Legal digital projects usually manage texts, not images.
Some types of legal materials are harder to maintain, i.e. codified material.
Legal documents are almost exclusively printed in black & white.
Preservation of the page structure is important for citation purposes.
Maintaining the original appearance of digitized print documents is not important; archival and rare materials are potential exceptions.
Possible Delivery Formats
Pure image formats: TIFF, JPEG
Open encoded formats: XML, HTML, ASCII, and Unicode
Hybrid formats: PDF, DjVu – can contain both image and text
Proprietary formats: Microsoft Word, WordPerfect
Pure Images: TIFF, JPEG
Raster (pixel-based) exclusively used for scanned collections
TIFF is the best choice for archival scanned images
Web browsers display them natively
Both are open formats
Large file sizes make viewing on slow connections problematic
Text of the documents available only through OCR (Optical Character Recognition)
Weak support for multi-page documents
JPEGs have trouble displaying text when they are compressed to levels appropriate for the web
Contain metadata about the physical file itself, not the contents of the file
Imaged Formats Cont.
OCR is an important consideration:
5% rate of error doesn't have an impact on traditional IR measures
20% error rate significantly degrades [Doerman 98] the performance of traditional IR techniques.

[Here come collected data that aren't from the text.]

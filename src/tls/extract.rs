//! Certificate extraction utilities.

use chrono::{DateTime, Utc};
use x509_parser::certificate::X509Certificate;
use x509_parser::extensions::{GeneralName, ParsedExtension};
use x509_parser::public_key::PublicKey;

use crate::error_handling::AnalysisError;

use super::types::CertificateDetails;

/// Parses one DER certificate into [`CertificateDetails`].
pub(crate) fn parse_certificate(der: &[u8]) -> Result<CertificateDetails, AnalysisError> {
    let (_, cert) = x509_parser::parse_x509_certificate(der)
        .map_err(|e| AnalysisError::parse(format!("Invalid X.509 certificate: {e}")))?;
    let tbs_cert = &cert.tbs_certificate;

    let not_before = timestamp(tbs_cert.validity.not_before.timestamp(), "not_before")?;
    let not_after = timestamp(tbs_cert.validity.not_after.timestamp(), "not_after")?;

    let key_algorithm_oid = tbs_cert.subject_pki.algorithm.algorithm.to_id_string();
    let key_algorithm = key_algorithm_name(&key_algorithm_oid);
    let key_size_bits = match tbs_cert.subject_pki.parsed() {
        Ok(PublicKey::RSA(rsa)) => u32::try_from(rsa.key_size()).ok(),
        Ok(PublicKey::EC(point)) => u32::try_from(point.key_size()).ok(),
        _ if key_algorithm == "Ed25519" => Some(256),
        _ if key_algorithm == "Ed448" => Some(456),
        _ => None,
    };

    let issuer_org = tbs_cert
        .issuer
        .iter_organization()
        .next()
        .and_then(|org| org.as_str().ok())
        .map(str::to_string);

    let details = CertificateDetails {
        subject: tbs_cert.subject.to_string(),
        issuer: tbs_cert.issuer.to_string(),
        subject_cn: first_common_name(&tbs_cert.subject),
        issuer_cn: first_common_name(&tbs_cert.issuer),
        issuer_org,
        serial_number: tbs_cert.raw_serial_as_string(),
        not_before,
        not_after,
        subject_alt_names: extract_certificate_sans(&cert),
        key_algorithm,
        key_size_bits,
        signature_algorithm: signature_algorithm_name(
            &cert.signature_algorithm.algorithm.to_id_string(),
        ),
        policy_oids: extract_certificate_oids(&cert),
        is_self_signed: tbs_cert.subject.as_raw() == tbs_cert.issuer.as_raw(),
    };
    Ok(details)
}

fn timestamp(secs: i64, field: &str) -> Result<DateTime<Utc>, AnalysisError> {
    DateTime::from_timestamp(secs, 0)
        .ok_or_else(|| AnalysisError::parse(format!("Certificate {field} out of range")))
}

fn first_common_name(name: &x509_parser::x509::X509Name<'_>) -> Option<String> {
    name.iter_common_name()
        .next()
        .and_then(|cn| cn.as_str().ok())
        .map(str::to_string)
}

fn key_algorithm_name(oid: &str) -> String {
    match oid {
        "1.2.840.113549.1.1.1" => "RSA".to_string(),
        "1.2.840.10045.2.1" => "ECDSA".to_string(),
        "1.3.101.112" => "Ed25519".to_string(),
        "1.3.101.113" => "Ed448".to_string(),
        "1.2.840.10040.4.1" => "DSA".to_string(),
        // Unknown algorithms keep their OID
        other => other.to_string(),
    }
}

fn signature_algorithm_name(oid: &str) -> String {
    match oid {
        "1.2.840.113549.1.1.4" => "md5WithRSAEncryption",
        "1.2.840.113549.1.1.5" => "sha1WithRSAEncryption",
        "1.2.840.113549.1.1.11" => "sha256WithRSAEncryption",
        "1.2.840.113549.1.1.12" => "sha384WithRSAEncryption",
        "1.2.840.113549.1.1.13" => "sha512WithRSAEncryption",
        "1.2.840.113549.1.1.10" => "rsassaPss",
        "1.2.840.10045.4.1" => "ecdsa-with-SHA1",
        "1.2.840.10045.4.3.2" => "ecdsa-with-SHA256",
        "1.2.840.10045.4.3.3" => "ecdsa-with-SHA384",
        "1.2.840.10045.4.3.4" => "ecdsa-with-SHA512",
        "1.3.101.112" => "Ed25519",
        "1.3.101.113" => "Ed448",
        other => other,
    }
    .to_string()
}

/// Extracts all relevant OIDs from an X.509 certificate.
///
/// Covers the extension OIDs themselves, Certificate Policies (validation
/// levels: DV, OV, EV) and Extended Key Usage purposes.
pub(crate) fn extract_certificate_oids(cert: &X509Certificate<'_>) -> Vec<String> {
    let mut oids: Vec<String> = Vec::new();

    for ext in cert.extensions() {
        oids.push(ext.oid.to_id_string());

        match ext.parsed_extension() {
            // 2.23.140.1.1 (EV), 2.23.140.1.2.1 (DV), 2.23.140.1.2.2 (OV)
            ParsedExtension::CertificatePolicies(ref policies) => {
                oids.extend(policies.iter().map(|policy| policy.policy_id.to_id_string()));
            }
            ParsedExtension::ExtendedKeyUsage(ref eku) => {
                if eku.server_auth {
                    oids.push("1.3.6.1.5.5.7.3.1".to_string());
                }
                if eku.client_auth {
                    oids.push("1.3.6.1.5.5.7.3.2".to_string());
                }
                if eku.code_signing {
                    oids.push("1.3.6.1.5.5.7.3.3".to_string());
                }
            }
            _ => {}
        }
    }

    oids.sort();
    oids.dedup();
    oids
}

/// Extracts DNS names from the Subject Alternative Name extension.
///
/// IP addresses, e-mail addresses and other name types are ignored.
pub(crate) fn extract_certificate_sans(cert: &X509Certificate<'_>) -> Vec<String> {
    let mut sans = Vec::new();

    for ext in cert.extensions() {
        if let ParsedExtension::SubjectAlternativeName(ref san) = ext.parsed_extension() {
            for general_name in &san.general_names {
                if let GeneralName::DNSName(dns_name) = general_name {
                    sans.push(dns_name.to_lowercase());
                }
            }
        }
    }

    sans
}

High quality OCR is now available for relatively low cost
Abbyy Finereader ($300)
Table and page layout recognition supported
Open Encoded Formats XML, HTML, ASCII, Unicode
Typically easier to integrate into digital libraries [Baird 2004]
Created in 3 ways:
Born digital documents
Manually keyed documents
IR applications easy to build, open source support strong
International standards or W3C recommendations
Accessible with all current web technologies
Metadata easily embedded in XML|HTML documents
Can be created with any text-editor
Improvements in OCR make encoding scanned collections feasible
Open Encoded Formats Cont.
These documents can be expensive for staff to create
Manual Encoding in XML may have to be done by hand
Manual correction of OCR errors
Need technical expertise on staff to get the full benefits of these formats, the PERL programmer
These don't necessarily preserve the "look" of printed documents
Hybrid Formats: PDF, DjVu
PDF and DjVu are proprietary technologies that have substantial support in the open source community.
Both can contain a layer of the document’s text and an image of each page in a document.
Both utilize cross-platform, freely available web browser plug-ins.
Both try to preserve the look of print documents
Easy to export born digital documents to these formats using printer drivers, “print to PDF”
PDF has strong market acceptance in the legal community
PDF-Archive, a standard for using PDF as an archival format in development by AIIM [Association for Information and Image Management]
Adobe makes the PDF reference manual and software development kit freely available to developers.
Standard methodology for embedding metadata in documents, the XMP Standard (Extensible Metadata Platform) that seeks compatibility with semantic web technologies
Plug-in performance is poor for long documents
PDFs composed of scanned images can be very large in size, even for short documents
Designed to be a scan-to-web technology.
Best compression of any image format on the web
Users can load lengthy documents very quickly
The DjVu plug-in can be manipulated via cgi-style arguments
Use the Any2DjVu server to try out the format.
DjVu does not yet have great market acceptance in the legal community.
DjVu does not have a standard method for embedded metadata within documents.
Word Processing Formats: MS Word, WordPerfect
Not a good choice for document delivery on the web
These formats are completely closed
Poor cross platform support
It is often problematic to index these documents using inexpensive or open source IR tools.
The New Jersey Digital Legal Library
Digitize New Jersey Legal materials not currently available online.
Available for users in two formats: DjVu and PDF
Scan -> TIFF; then TIFF -> PDF and TIFF -> DjVu
Extract OCR text from the DjVu to XHTML using XSL Stylesheets and DjVuLibre (The Open Source DjVu Library)
Use swish-e to index the XHTML documents with embedded extended Dublin Core metadata
Baird, Henry. Difficult and Urgent Open Problems in Document Images Analysis for Libraries. Proceedings of the First International Workshop on Document Image Analysis for Libraries. Palo Alto CA, 2004.
Doerman, David. The Indexing and Retrieval of Document Images: A Survey. 70 (3). Computer Vision and Image Understanding. pp. 287-298.